• Exercise objective: Give back all of the records exactly.

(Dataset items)
//! Keyword and punctuation based tone detection
//!
//! Scores every non-neutral tone by counting trigger phrases found in the
//! lower-cased message, adjusts for punctuation and message length, then
//! gates the winner on confidence. Deterministic and infallible.

use crate::memory_db::schema::Tone;
use crate::utils::TextUtils;

/// Trigger phrases per tone. Table order is also the tie-break order.
const TONE_TRIGGERS: [(Tone, &[&str]); 7] = [
    (Tone::Sad, &[
        "sad", "depressed", "down", "upset", "crying", "tears", "feeling low",
        "unhappy", "melancholy", "gloomy", "hurt", "disappointed", "worried",
        "anxious", "stressed", "frustrated", "can't", "cannot", "won't",
    ]),
    (Tone::Excited, &[
        "excited", "amazing", "awesome", "wow", "yes!", "finally", "yay",
        "can't wait", "so happy", "thrilled", "incredible", "fantastic",
        "love it", "best", "greatest", "amazing news",
    ]),
    (Tone::Sarcastic, &[
        "sure", "obviously", "totally", "great", "wonderful", "perfect",
        "exactly what i wanted", "thanks a lot", "yeah right", "oh really",
    ]),
    (Tone::Angry, &[
        "angry", "mad", "furious", "hate", "annoyed", "irritated", "pissed",
        "stupid", "idiot", "sucks", "terrible", "worst", "disgusting",
    ]),
    (Tone::Playful, &[
        "haha", "lol", "lmao", "funny", "joke", "roast", "tease", "prank",
        "play", "game", "challenge", "bet", "wanna", "gonna",
    ]),
    (Tone::Formal, &[
        "sir", "madam", "please", "would you", "could you", "kindly",
        "appreciate", "grateful", "thank you very much", "regarding",
    ]),
    (Tone::Casual, &[
        "hey", "yo", "sup", "wassup", "dude", "bro", "lol", "omg",
        "idk", "tbh", "imo", "fr", "ngl",
    ]),
];

const LONG_MESSAGE_WORDS: usize = 30;
const SHORT_MESSAGE_WORDS: usize = 5;
const CONFIDENT_SCORE: u32 = 2;

/// Per-tone scores in table order.
#[derive(Debug, Clone, Copy, Default, PartialEq, Eq)]
pub struct ToneScores {
    scores: [u32; 7],
}

impl ToneScores {
    fn index(tone: Tone) -> Option<usize> {
        TONE_TRIGGERS.iter().position(|(t, _)| *t == tone)
    }

    pub fn get(&self, tone: Tone) -> u32 {
        Self::index(tone).map(|i| self.scores[i]).unwrap_or(0)
    }

    fn add(&mut self, tone: Tone, amount: u32) {
        if let Some(i) = Self::index(tone) {
            self.scores[i] += amount;
        }
    }

    /// Highest scoring tone; the earliest table entry wins a tie. `None` when
    /// every score is zero.
    pub fn dominant(&self) -> Option<(Tone, u32)> {
        let mut best: Option<(Tone, u32)> = None;
        for (i, (tone, _)) in TONE_TRIGGERS.iter().enumerate() {
            let score = self.scores[i];
            if score > 0 && best.map_or(true, |(_, s)| score > s) {
                best = Some((*tone, score));
            }
        }
        best
    }
}

pub struct ToneClassifier;

impl ToneClassifier {
    /// Trigger counts only. Whole-word matches are a subset of substring
    /// matches on the lower-cased text, so one containment test covers both.
    pub fn keyword_scores(message: &str) -> ToneScores {
        let lower = message.to_lowercase();
        let mut scores = ToneScores::default();
        for (tone, triggers) in TONE_TRIGGERS.iter() {
            let matches = triggers.iter().filter(|t| lower.contains(*t)).count() as u32;
            scores.add(*tone, matches);
        }
        scores
    }

    /// Trigger counts plus the punctuation and length adjustments, before the
    /// confidence gate.
    pub fn score(message: &str) -> ToneScores {
        let mut scores = Self::keyword_scores(message);

        if message.contains("!!!") || message.contains("???") {
            scores.add(Tone::Excited, 2);
        }
        if message.contains("...") {
            scores.add(Tone::Sad, 1);
        }
        if message.contains('?') {
            scores.add(Tone::Casual, 1);
        }

        let words = TextUtils::space_word_count(message);
        if words > LONG_MESSAGE_WORDS && scores.get(Tone::Angry) == 0 {
            scores.add(Tone::Formal, 1);
        }
        if words < SHORT_MESSAGE_WORDS && scores.get(Tone::Excited) == 0 {
            scores.add(Tone::Casual, 1);
        }

        scores
    }

    pub fn detect_tone(message: &str) -> Tone {
        match Self::score(message).dominant() {
            None => Tone::Neutral,
            Some((tone, score)) if score >= CONFIDENT_SCORE => tone,
            // A single negative signal is still worth reacting to.
            Some((tone @ (Tone::Sad | Tone::Angry), 1)) => tone,
            Some(_) => Tone::Neutral,
        }
    }

    /// `previous` is `None` on the first turn of a session.
    pub fn detect_tone_shift(current: Tone, previous: Option<Tone>) -> bool {
        matches!(previous, Some(prev) if prev != current)
    }
}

• Solved exercise:
//! Keyword and punctuation based tone detection
//!
//! Scores every non-neutral tone by counting trigger phrases found in the
//! lower-cased message, adjusts for punctuation and message length, then
//! gates the winner on confidence. Deterministic and infallible.

use crate::memory_db::schema::Tone;
use crate::utils::TextUtils;

/// Trigger phrases per tone. Table order is also the tie-break order.
const TONE_TRIGGERS: [(Tone, &[&str]); 7] = [
    (Tone::Sad, &[
        "sad", "depressed", "down", "upset", "crying", "tears", "feeling low",
        "unhappy", "melancholy", "gloomy", "hurt", "disappointed", "worried",
        "anxious", "stressed", "frustrated", "can't", "cannot", "won't",
    ]),
    (Tone::Excited, &[
        "excited", "amazing", "awesome", "wow", "yes!", "finally", "yay",
        "can't wait", "so happy", "thrilled", "incredible", "fantastic",
        "love it", "best", "greatest", "amazing news",
    ]),
    (Tone::Sarcastic, &[
        "sure", "obviously", "totally", "great", "wonderful", "perfect",
        "exactly what i wanted", "thanks a lot", "yeah right", "oh really",
    ]),
    (Tone::Angry, &[
        "angry", "mad", "furious", "hate", "annoyed", "irritated", "pissed",
        "stupid", "idiot", "sucks", "terrible", "worst", "disgusting",
    ]),
    (Tone::Playful, &[
        "haha", "lol", "lmao", "funny", "joke", "roast", "tease", "prank",
        "play", "game", "challenge", "bet", "wanna", "gonna",
    ]),
    (Tone::Formal, &[
        "sir", "madam", "please", "would you", "could you", "kindly",
        "appreciate", "grateful", "thank you very much", "regarding",
    ]),
    (Tone::Casual, &[
        "hey", "yo", "sup", "wassup", "dude", "bro", "lol", "omg",
        "idk", "tbh", "imo", "fr", "ngl",
    ]),
];

const LONG_MESSAGE_WORDS: usize = 30;
const SHORT_MESSAGE_WORDS: usize = 5;
const CONFIDENT_SCORE: u32 = 2;

/// Per-tone scores in table order.
#[derive(Debug, Clone, Copy, Default, PartialEq, Eq)]
pub struct ToneScores {
    scores: [u32; 7],
}

impl ToneScores {
    fn index(tone: Tone) -> Option<usize> {
        TONE_TRIGGERS.iter().position(|(t, _)| *t == tone)
    }

    pub fn get(&self, tone: Tone) -> u32 {
        Self::index(tone).map(|i| self.scores[i]).unwrap_or(0)
    }

    fn add(&mut self, tone: Tone, amount: u32) {
        if let Some(i) = Self::index(tone) {
            self.scores[i] += amount;
        }
    }

    /// Highest scoring tone; the earliest table entry wins a tie. `None` when
    /// every score is zero.
    pub fn dominant(&self) -> Option<(Tone, u32)> {
        let mut best: Option<(Tone, u32)> = None;
        for (i, (tone, _)) in TONE_TRIGGERS.iter().enumerate() {
            let score = self.scores[i];
            if score > 0 && best.map_or(true, |(_, s)| score > s) {
                best = Some((*tone, score));
            }
        }
        best
    }
}

pub struct ToneClassifier;

impl ToneClassifier {
    /// Trigger counts only. Whole-word matches are a subset of substring
    /// matches on the lower-cased text, so one containment test covers both.
    pub fn keyword_scores(message: &str) -> ToneScores {
        let lower = message.to_lowercase();
        let mut scores = ToneScores::default();
        for (tone, triggers) in TONE_TRIGGERS.iter() {
            let matches = triggers.iter().filter(|t| lower.contains(*t)).count() as u32;
            scores.add(*tone, matches);
        }
        scores
    }

    /// Trigger counts plus the punctuation and length adjustments, before the
    /// confidence gate.
    pub fn score(message: &str) -> ToneScores {
        let mut scores = Self::keyword_scores(message);

        if message.contains("!!!") || message.contains("???") {
            scores.add(Tone::Excited, 2);
        }
        if message.contains("...") {
            scores.add(Tone::Sad, 1);
        }
        if message.contains('?') {
            scores.add(Tone::Casual, 1);
        }

        let words = TextUtils::space_word_count(message);
        if words > LONG_MESSAGE_WORDS && scores.get(Tone::Angry) == 0 {
            scores.add(Tone::Formal, 1);
        }
        if words < SHORT_MESSAGE_WORDS && scores.get(Tone::Excited) == 0 {
            scores.add(Tone::Casual, 1);
        }

        scores
    }

    pub fn detect_tone(message: &str) -> Tone {
        match Self::score(message).dominant() {
            None => Tone::Neutral,
            Some((tone, score)) if score >= CONFIDENT_SCORE => tone,
            // A single negative signal is still worth reacting to.
            Some((tone @ (Tone::Sad | Tone::Angry), 1)) => tone,
            Some(_) => Tone::Neutral,
        }
    }

    /// `previous` is `None` on the first turn of a session.
    pub fn detect_tone_shift(current: Tone, previous: Option<Tone>) -> bool {
        matches!(previous, Some(prev) if prev != current)
    }
}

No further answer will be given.